I opened my mouth to reply and noticed Em had started nodding before I had even said a word. I shut my mouth again.
“Look no offence mate but I wondered if you had considered changing some things starting with that short biography of yourself?”
I tried to smile and asked him to continue.
“You know where you say –blah blah, trying to write regularly, wonders if the meaning of life can be found by reading the phrase ‘rats live on no evil star’ backwards?”
I blinked a couple of times and thanked Em for his incisive feedback based on his great track record of completing things.
We stared at each other for a moment. Then Em continued.

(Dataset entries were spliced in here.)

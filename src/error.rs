//! Error types for mapkv.
//!
//! Every nonzero status returned by the engine becomes an [`Error::Engine`]
//! carrying the numeric code, the engine's own message and a classified
//! [`ErrorKind`]. The remaining variants describe misuse of this layer's
//! handles or failures of the surrounding tooling.

use std::io;

use thiserror::Error;

/// The result type used throughout mapkv.
pub type Result<T> = std::result::Result<T, Error>;

/// Classified engine status, plus the handle-scope kinds raised by this layer.
#[derive(Debug, Clone, Copy, PartialEq, Eq, Hash)]
pub enum ErrorKind {
    /// Key/data pair not found.
    NotFound,
    /// Key/data pair already exists.
    KeyExists,
    /// Requested page not found.
    PageNotFound,
    /// Located page was of the wrong type.
    Corrupted,
    /// Update of meta page failed or environment had a fatal error.
    Panic,
    /// Environment version mismatch.
    VersionMismatch,
    /// File is not a valid storage file.
    Invalid,
    /// Environment map size reached.
    MapFull,
    /// Environment maximum keyspace count reached.
    DbsFull,
    /// Environment maximum reader count reached.
    ReadersFull,
    /// Too many thread-local storage keys in use.
    TlsFull,
    /// Transaction has too many dirty pages.
    TxnFull,
    /// Cursor stack too deep.
    CursorFull,
    /// Page has not enough space.
    PageFull,
    /// Database contents grew beyond the environment map size.
    MapResized,
    /// Operation and keyspace flags are incompatible.
    Incompatible,
    /// Invalid reuse of a reader locktable slot.
    BadRslot,
    /// Transaction must abort, has a child, or is invalid.
    BadTxn,
    /// Unsupported size of key, keyspace name or data.
    BadValSize,
    /// The keyspace handle was changed unexpectedly.
    BadDbi,
    /// An operating system error (positive `errno`).
    Os,
    /// The environment handle is not open.
    NotOpen,
    /// A handle was used outside the scope that owns it.
    StaleHandle,
    /// Anything this layer cannot classify further.
    Other,
}

/// Coarse grouping of [`ErrorKind`]s by what the caller can do about them.
#[derive(Debug, Clone, Copy, PartialEq, Eq, Hash)]
pub enum ErrorCategory {
    /// The key is absent.
    Absent,
    /// A no-overwrite write hit an existing key.
    Conflict,
    /// On-disk inconsistency; must not be retried.
    Fatal,
    /// A resource limit was reached; recoverable by caller action.
    Exhausted,
    /// The call or the environment is misused; fix the call.
    Misuse,
    /// A handle was used outside its valid scope.
    Scope,
    /// The operating system refused the operation.
    System,
}

impl ErrorKind {
    /// Classifies an engine status code.
    pub fn from_code(code: i32) -> Self {
        match code {
            lmdb_sys::MDB_NOTFOUND => ErrorKind::NotFound,
            lmdb_sys::MDB_KEYEXIST => ErrorKind::KeyExists,
            lmdb_sys::MDB_PAGE_NOTFOUND => ErrorKind::PageNotFound,
            lmdb_sys::MDB_CORRUPTED => ErrorKind::Corrupted,
            lmdb_sys::MDB_PANIC => ErrorKind::Panic,
            lmdb_sys::MDB_VERSION_MISMATCH => ErrorKind::VersionMismatch,
            lmdb_sys::MDB_INVALID => ErrorKind::Invalid,
            lmdb_sys::MDB_MAP_FULL => ErrorKind::MapFull,
            lmdb_sys::MDB_DBS_FULL => ErrorKind::DbsFull,
            lmdb_sys::MDB_READERS_FULL => ErrorKind::ReadersFull,
            lmdb_sys::MDB_TLS_FULL => ErrorKind::TlsFull,
            lmdb_sys::MDB_TXN_FULL => ErrorKind::TxnFull,
            lmdb_sys::MDB_CURSOR_FULL => ErrorKind::CursorFull,
            lmdb_sys::MDB_PAGE_FULL => ErrorKind::PageFull,
            lmdb_sys::MDB_MAP_RESIZED => ErrorKind::MapResized,
            lmdb_sys::MDB_INCOMPATIBLE => ErrorKind::Incompatible,
            lmdb_sys::MDB_BAD_RSLOT => ErrorKind::BadRslot,
            lmdb_sys::MDB_BAD_TXN => ErrorKind::BadTxn,
            lmdb_sys::MDB_BAD_VALSIZE => ErrorKind::BadValSize,
            lmdb_sys::MDB_BAD_DBI => ErrorKind::BadDbi,
            libc::EINVAL => ErrorKind::Invalid,
            code if code > 0 => ErrorKind::Os,
            _ => ErrorKind::Other,
        }
    }

    /// Returns the category this kind belongs to.
    pub fn category(self) -> ErrorCategory {
        match self {
            ErrorKind::NotFound => ErrorCategory::Absent,
            ErrorKind::KeyExists => ErrorCategory::Conflict,
            ErrorKind::Corrupted | ErrorKind::Panic | ErrorKind::PageNotFound => {
                ErrorCategory::Fatal
            }
            ErrorKind::MapFull
            | ErrorKind::DbsFull
            | ErrorKind::ReadersFull
            | ErrorKind::TlsFull
            | ErrorKind::TxnFull
            | ErrorKind::CursorFull
            | ErrorKind::PageFull
            | ErrorKind::MapResized => ErrorCategory::Exhausted,
            ErrorKind::Invalid
            | ErrorKind::BadValSize
            | ErrorKind::Incompatible
            | ErrorKind::VersionMismatch
            | ErrorKind::Other => ErrorCategory::Misuse,
            ErrorKind::BadTxn
            | ErrorKind::BadRslot
            | ErrorKind::BadDbi
            | ErrorKind::NotOpen
            | ErrorKind::StaleHandle => ErrorCategory::Scope,
            ErrorKind::Os => ErrorCategory::System,
        }
    }
}

/// The error type for mapkv operations.
#[derive(Debug, Error)]
pub enum Error {
    /// The engine returned a nonzero status.
    #[error("engine error {code}: {message}")]
    Engine {
        /// Classified status.
        kind: ErrorKind,
        /// Raw status code as returned by the engine.
        code: i32,
        /// The engine's message for `code`.
        message: String,
    },

    /// The environment handle has not been created or was closed.
    #[error("environment is not open")]
    NotOpen,

    /// A transaction, keyspace or cursor handle outlived its scope.
    #[error("stale handle: {0}")]
    StaleHandle(String),

    /// The handle is in the wrong state for the requested operation.
    #[error("invalid state: {0}")]
    InvalidState(String),

    /// An invalid argument was provided.
    #[error("invalid argument: {0}")]
    InvalidArgument(String),

    /// The environment cannot be closed while native transactions are alive.
    #[error("{0} transaction(s) still open against the environment")]
    TransactionsOpen(usize),

    /// An I/O error occurred outside the engine.
    #[error("IO error: {0}")]
    Io(#[from] io::Error),

    /// A value could not be encoded or decoded.
    #[error("serialization error: {0}")]
    Serialization(String),

    /// A Lua script failed.
    #[error("script error: {0}")]
    Script(String),
}

impl Error {
    /// Creates a stale handle error.
    pub fn stale(what: impl Into<String>) -> Self {
        Error::StaleHandle(what.into())
    }

    /// Creates an invalid state error.
    pub fn invalid_state(msg: impl Into<String>) -> Self {
        Error::InvalidState(msg.into())
    }

    /// Creates an invalid argument error.
    pub fn invalid_argument(msg: impl Into<String>) -> Self {
        Error::InvalidArgument(msg.into())
    }

    /// Returns the classified kind of this error.
    pub fn kind(&self) -> ErrorKind {
        match self {
            Error::Engine { kind, .. } => *kind,
            Error::NotOpen => ErrorKind::NotOpen,
            Error::StaleHandle(_) => ErrorKind::StaleHandle,
            Error::InvalidState(_) | Error::TransactionsOpen(_) => ErrorKind::BadTxn,
            Error::InvalidArgument(_) => ErrorKind::Invalid,
            Error::Io(_) => ErrorKind::Os,
            Error::Serialization(_) | Error::Script(_) => ErrorKind::Other,
        }
    }

    /// Returns the engine status code, if this error came from the engine.
    pub fn code(&self) -> Option<i32> {
        match self {
            Error::Engine { code, .. } => Some(*code),
            _ => None,
        }
    }

    /// True if the key was absent.
    pub fn is_not_found(&self) -> bool {
        self.kind() == ErrorKind::NotFound
    }

    /// True if the caller may retry after freeing resources.
    pub fn is_retryable(&self) -> bool {
        self.kind().category() == ErrorCategory::Exhausted
    }
}

impl From<bincode::Error> for Error {
    fn from(err: bincode::Error) -> Self {
        Error::Serialization(err.to_string())
    }
}

impl From<serde_json::Error> for Error {
    fn from(err: serde_json::Error) -> Self {
        Error::Serialization(err.to_string())
    }
}

/// Maps the not-found case of a result onto `Option`.
pub trait ResultExt<T> {
    /// Turns `Err(NotFound)` into `Ok(None)` and leaves every other error intact.
    fn optional(self) -> Result<Option<T>>;
}

impl<T> ResultExt<T> for Result<T> {
    fn optional(self) -> Result<Option<T>> {
        match self {
            Ok(value) => Ok(Some(value)),
            Err(e) if e.is_not_found() => Ok(None),
            Err(e) => Err(e),
        }
    }
}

“All I was saying, was perhaps, it could be good if you made a few changes and didn’t rely on the same old palindromes maybe?”
There was a silence. I felt my chest tighten and took a few paces towards him. Em was also walking towards me.
Thinking better of it, we both stopped.
“Uoy Kcuf,” I very carefully pronounced.
I turned on my heel, strode toward the front door and threw it open.
Em shouted after me.
“That’s right. Avoid the issues. As usual. We’re not so very—“
I slammed the door shut behind me with angry force. The frame shook. A moment later I heard a loud shattering sound from inside the flat.
“Are you alright?” I shouted pulling my keys out of my pocket in a panic, opening the front door and rushing back in.
The room was silent.
I was all by myself.
There was broken glass all over the floor from the large mirror that had just fallen off the front room wall.